## [WHAT YOU WILL DO]
Transcribe the data exactly, stopping after the "startup. A missing" line.

## [SUPPLIED ENTRIES]
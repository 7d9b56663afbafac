use anyhow::{Context, Result};

const DEFAULT_API_URL: &str = "https://api.deepseek.com/chat/completions";
const DEFAULT_MODEL: &str = "deepseek-chat";
pub const API_KEY_ENV: &str = "DEEPSEEK_API_KEY";

/// Application configuration loaded from environment variables.
///
/// Only `PORT` and `BODY_LIMIT_MB` can fail startup. A missing
/// `DEEPSEEK_API_KEY` is tolerated here and surfaces later as fallback
/// completions; the gateway re-reads it on every call.
#[derive(Debug, Clone)]
pub struct Config {
    pub deepseek_api_key: Option<String>,
    pub deepseek_api_url: String,
    pub deepseek_model: String,
    /// Explicit browser executable, checked before the well-known install paths.
    pub chrome_path: Option<String>,
    pub body_limit_bytes: usize,
    pub port: u16,
    pub rust_log: String,
}

impl Config {
    pub fn from_env() -> Result<Self> {
        dotenvy::dotenv().ok(); // load .env if present; ignore if missing

        let body_limit_mb = std::env::var("BODY_LIMIT_MB")
            .unwrap_or_else(|_| "50".to_string())
            .parse::<usize>()
            .context("BODY_LIMIT_MB must be a whole number of megabytes")?;

        Ok(Config {
            deepseek_api_key: optional_env(API_KEY_ENV),
            deepseek_api_url: optional_env("DEEPSEEK_API_URL")
                .unwrap_or_else(|| DEFAULT_API_URL.to_string()),
            deepseek_model: optional_env("DEEPSEEK_MODEL")
                .unwrap_or_else(|| DEFAULT_MODEL.to_string()),
            chrome_path: optional_env("CHROME_PATH")
                .or_else(|| optional_env("PUPPETEER_EXECUTABLE_PATH")),
            body_limit_bytes: body_limit_mb * 1024 * 1024,
            port: std::env::var("PORT")
                .unwrap_or_else(|_| "3001".to_string())
                .parse::<u16>()
                .context("PORT must be a valid port number")?,
            rust_log: std::env::var("RUST_LOG").unwrap_or_else(|_| "info".to_string()),
        })
    }
}

/// Reads an env var, treating empty or whitespace-only values as unset.
pub fn optional_env(key: &str) -> Option<String> {
    std::env::var(key)
        .ok()
        .map(|v| v.trim().to_string())
        .filter(|v| !v.is_empty())
}

#[cfg(test)]
impl Config {
    /// Config used by router tests: no credential, no browser override.
    pub fn for_tests() -> Self {
        Config {
            deepseek_api_key: None,
            deepseek_api_url: DEFAULT_API_URL.to_string(),
            deepseek_model: DEFAULT_MODEL.to_string(),
            chrome_path: None,
            body_limit_bytes: 50 * 1024 * 1024,
            port: 3001,
            rust_log: "info".to_string(),
        }
    }
}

## [ANSWER SPACE]
repository 7d9b56663afbafac
use anyhow::{Context, Result};

const DEFAULT_API_URL: &str = "https://api.deepseek.com/chat/completions";
const DEFAULT_MODEL: &str = "deepseek-chat";
pub const API_KEY_ENV: &str = "DEEPSEEK_API_KEY";

/// Application configuration loaded from environment variables.
///
/// Only `PORT` and `BODY_LIMIT_MB` can fail startup. A missing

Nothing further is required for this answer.